Quote the entries below from the line with "repository ba6957bf277a0b0b" through the line with "Result<impl IntoResponse, ApiError>", both ends included, and only those lines.

-- SUPPLIED DATA follows --

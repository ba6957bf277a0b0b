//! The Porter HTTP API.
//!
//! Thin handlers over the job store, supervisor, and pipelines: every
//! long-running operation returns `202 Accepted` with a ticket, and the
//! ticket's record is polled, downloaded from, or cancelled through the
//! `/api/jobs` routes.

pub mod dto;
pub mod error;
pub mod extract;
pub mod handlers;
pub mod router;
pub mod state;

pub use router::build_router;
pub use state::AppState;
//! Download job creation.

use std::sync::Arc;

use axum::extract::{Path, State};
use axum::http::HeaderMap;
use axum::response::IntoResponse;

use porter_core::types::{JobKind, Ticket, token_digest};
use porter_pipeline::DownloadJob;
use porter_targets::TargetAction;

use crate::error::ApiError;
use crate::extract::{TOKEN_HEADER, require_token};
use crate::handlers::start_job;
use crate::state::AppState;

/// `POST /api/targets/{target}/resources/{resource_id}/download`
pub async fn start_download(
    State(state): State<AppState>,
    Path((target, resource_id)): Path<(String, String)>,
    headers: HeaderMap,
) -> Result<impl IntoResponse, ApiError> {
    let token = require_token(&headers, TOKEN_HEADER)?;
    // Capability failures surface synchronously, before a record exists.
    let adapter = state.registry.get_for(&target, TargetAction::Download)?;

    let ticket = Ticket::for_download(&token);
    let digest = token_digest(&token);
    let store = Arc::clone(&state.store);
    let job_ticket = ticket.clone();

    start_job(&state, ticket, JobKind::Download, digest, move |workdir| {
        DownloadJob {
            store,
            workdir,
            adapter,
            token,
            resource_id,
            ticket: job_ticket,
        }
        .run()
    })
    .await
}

-- SUPPLIED DATA concluded --
-- SUPPLIED DATA follows --

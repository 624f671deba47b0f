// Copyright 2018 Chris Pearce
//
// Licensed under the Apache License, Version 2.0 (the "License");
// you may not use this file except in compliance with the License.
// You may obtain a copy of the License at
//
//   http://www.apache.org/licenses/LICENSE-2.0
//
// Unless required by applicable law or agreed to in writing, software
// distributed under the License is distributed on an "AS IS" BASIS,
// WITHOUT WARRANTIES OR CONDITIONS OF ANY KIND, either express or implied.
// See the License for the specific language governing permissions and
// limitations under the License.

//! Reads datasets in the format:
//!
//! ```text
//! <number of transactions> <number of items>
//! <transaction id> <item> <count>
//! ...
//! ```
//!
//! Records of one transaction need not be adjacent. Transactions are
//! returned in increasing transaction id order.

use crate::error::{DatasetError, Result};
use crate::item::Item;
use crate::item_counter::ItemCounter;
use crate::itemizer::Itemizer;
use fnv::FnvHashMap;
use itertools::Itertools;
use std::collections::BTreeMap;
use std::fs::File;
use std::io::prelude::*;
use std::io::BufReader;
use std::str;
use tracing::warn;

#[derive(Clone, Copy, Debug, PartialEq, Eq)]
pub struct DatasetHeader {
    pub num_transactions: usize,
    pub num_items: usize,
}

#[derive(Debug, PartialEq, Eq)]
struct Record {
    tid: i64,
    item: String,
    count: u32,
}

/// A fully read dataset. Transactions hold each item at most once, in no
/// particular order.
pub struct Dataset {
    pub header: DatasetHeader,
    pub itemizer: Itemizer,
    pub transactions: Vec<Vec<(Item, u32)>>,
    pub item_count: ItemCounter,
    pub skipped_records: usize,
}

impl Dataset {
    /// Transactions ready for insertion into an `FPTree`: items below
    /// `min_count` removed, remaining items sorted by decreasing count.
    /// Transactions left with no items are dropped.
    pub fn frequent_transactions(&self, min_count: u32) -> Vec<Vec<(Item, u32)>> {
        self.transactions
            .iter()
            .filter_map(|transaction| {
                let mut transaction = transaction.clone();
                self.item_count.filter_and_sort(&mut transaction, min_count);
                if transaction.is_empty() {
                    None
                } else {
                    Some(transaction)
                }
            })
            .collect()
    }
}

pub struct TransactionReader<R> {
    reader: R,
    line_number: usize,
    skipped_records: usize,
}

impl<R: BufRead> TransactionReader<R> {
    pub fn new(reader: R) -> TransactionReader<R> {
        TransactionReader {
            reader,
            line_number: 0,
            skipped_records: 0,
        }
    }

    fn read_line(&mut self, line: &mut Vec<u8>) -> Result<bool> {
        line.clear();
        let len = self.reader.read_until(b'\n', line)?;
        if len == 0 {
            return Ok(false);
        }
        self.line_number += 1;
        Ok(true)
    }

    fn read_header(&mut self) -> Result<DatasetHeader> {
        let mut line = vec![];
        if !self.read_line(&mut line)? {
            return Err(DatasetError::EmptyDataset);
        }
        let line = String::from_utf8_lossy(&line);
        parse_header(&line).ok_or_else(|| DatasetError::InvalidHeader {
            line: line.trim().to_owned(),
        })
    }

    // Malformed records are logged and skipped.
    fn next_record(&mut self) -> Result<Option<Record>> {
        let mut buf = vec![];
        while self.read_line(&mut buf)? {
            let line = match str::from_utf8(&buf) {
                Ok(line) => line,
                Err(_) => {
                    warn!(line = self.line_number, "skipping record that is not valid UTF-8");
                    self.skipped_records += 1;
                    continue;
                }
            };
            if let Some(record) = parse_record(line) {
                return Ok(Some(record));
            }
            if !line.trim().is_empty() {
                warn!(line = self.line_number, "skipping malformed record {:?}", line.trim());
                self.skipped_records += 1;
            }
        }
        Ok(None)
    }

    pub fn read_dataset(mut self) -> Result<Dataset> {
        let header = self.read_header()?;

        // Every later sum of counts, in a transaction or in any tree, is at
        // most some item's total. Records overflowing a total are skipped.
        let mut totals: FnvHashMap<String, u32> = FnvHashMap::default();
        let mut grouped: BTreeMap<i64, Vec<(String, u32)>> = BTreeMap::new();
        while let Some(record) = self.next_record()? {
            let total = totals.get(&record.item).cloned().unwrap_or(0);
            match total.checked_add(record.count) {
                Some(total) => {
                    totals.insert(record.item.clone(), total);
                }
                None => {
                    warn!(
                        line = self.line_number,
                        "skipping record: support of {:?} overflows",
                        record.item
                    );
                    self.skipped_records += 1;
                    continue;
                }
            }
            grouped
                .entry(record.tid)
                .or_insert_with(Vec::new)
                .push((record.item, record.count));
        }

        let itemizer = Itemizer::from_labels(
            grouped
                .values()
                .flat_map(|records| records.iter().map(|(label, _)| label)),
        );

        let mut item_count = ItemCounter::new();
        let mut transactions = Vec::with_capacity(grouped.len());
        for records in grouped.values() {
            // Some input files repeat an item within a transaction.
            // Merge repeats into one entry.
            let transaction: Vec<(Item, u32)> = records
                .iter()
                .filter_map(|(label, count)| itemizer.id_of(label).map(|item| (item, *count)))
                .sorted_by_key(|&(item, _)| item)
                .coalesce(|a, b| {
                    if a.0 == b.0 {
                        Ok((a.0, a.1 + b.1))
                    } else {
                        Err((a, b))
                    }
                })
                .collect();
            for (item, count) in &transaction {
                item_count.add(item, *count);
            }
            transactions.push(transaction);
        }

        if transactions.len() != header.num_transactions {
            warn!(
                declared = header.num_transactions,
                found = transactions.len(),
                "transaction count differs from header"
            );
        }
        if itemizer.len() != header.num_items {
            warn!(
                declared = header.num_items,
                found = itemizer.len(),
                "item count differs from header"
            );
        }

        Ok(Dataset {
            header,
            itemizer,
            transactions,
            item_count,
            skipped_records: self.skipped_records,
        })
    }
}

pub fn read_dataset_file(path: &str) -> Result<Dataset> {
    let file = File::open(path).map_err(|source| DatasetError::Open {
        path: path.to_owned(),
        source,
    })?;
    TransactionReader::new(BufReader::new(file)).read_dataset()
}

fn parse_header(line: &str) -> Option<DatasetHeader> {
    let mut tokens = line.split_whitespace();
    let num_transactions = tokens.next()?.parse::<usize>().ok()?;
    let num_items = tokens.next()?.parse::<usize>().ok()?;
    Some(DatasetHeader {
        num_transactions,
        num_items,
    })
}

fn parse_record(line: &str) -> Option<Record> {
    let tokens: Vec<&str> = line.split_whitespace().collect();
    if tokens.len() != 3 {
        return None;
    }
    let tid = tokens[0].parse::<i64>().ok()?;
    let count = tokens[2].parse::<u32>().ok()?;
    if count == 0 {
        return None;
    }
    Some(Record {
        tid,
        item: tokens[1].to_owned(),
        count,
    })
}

-- SUPPLIED DATA concluded --

→ **RESULT**:
repository ba6957bf277a0b0b
//! The Porter HTTP API.
//!
//! Thin handlers over the job store, supervisor, and pipelines: every
//! long-running operation returns `202 Accepted` with a ticket, and the
//! ticket's record is polled, downloaded from, or cancelled through the
//! `/api/jobs` routes.

pub mod dto;
pub mod error;
pub mod extract;
pub mod handlers;
pub mod router;
pub mod state;

pub use router::build_router;
pub use state::AppState;
//! Download job creation.

use std::sync::Arc;

use axum::extract::{Path, State};
use axum::http::HeaderMap;
use axum::response::IntoResponse;

use porter_core::types::{JobKind, Ticket, token_digest};
use porter_pipeline::DownloadJob;
use porter_targets::TargetAction;

use crate::error::ApiError;
use crate::extract::{TOKEN_HEADER, require_token};
use crate::handlers::start_job;
use crate::state::AppState;

/// `POST /api/targets/{target}/resources/{resource_id}/download`
pub async fn start_download(
    State(state): State<AppState>,
    Path((target, resource_id)): Path<(String, String)>,
    headers: HeaderMap,
) -> Result<impl IntoResponse, ApiError> {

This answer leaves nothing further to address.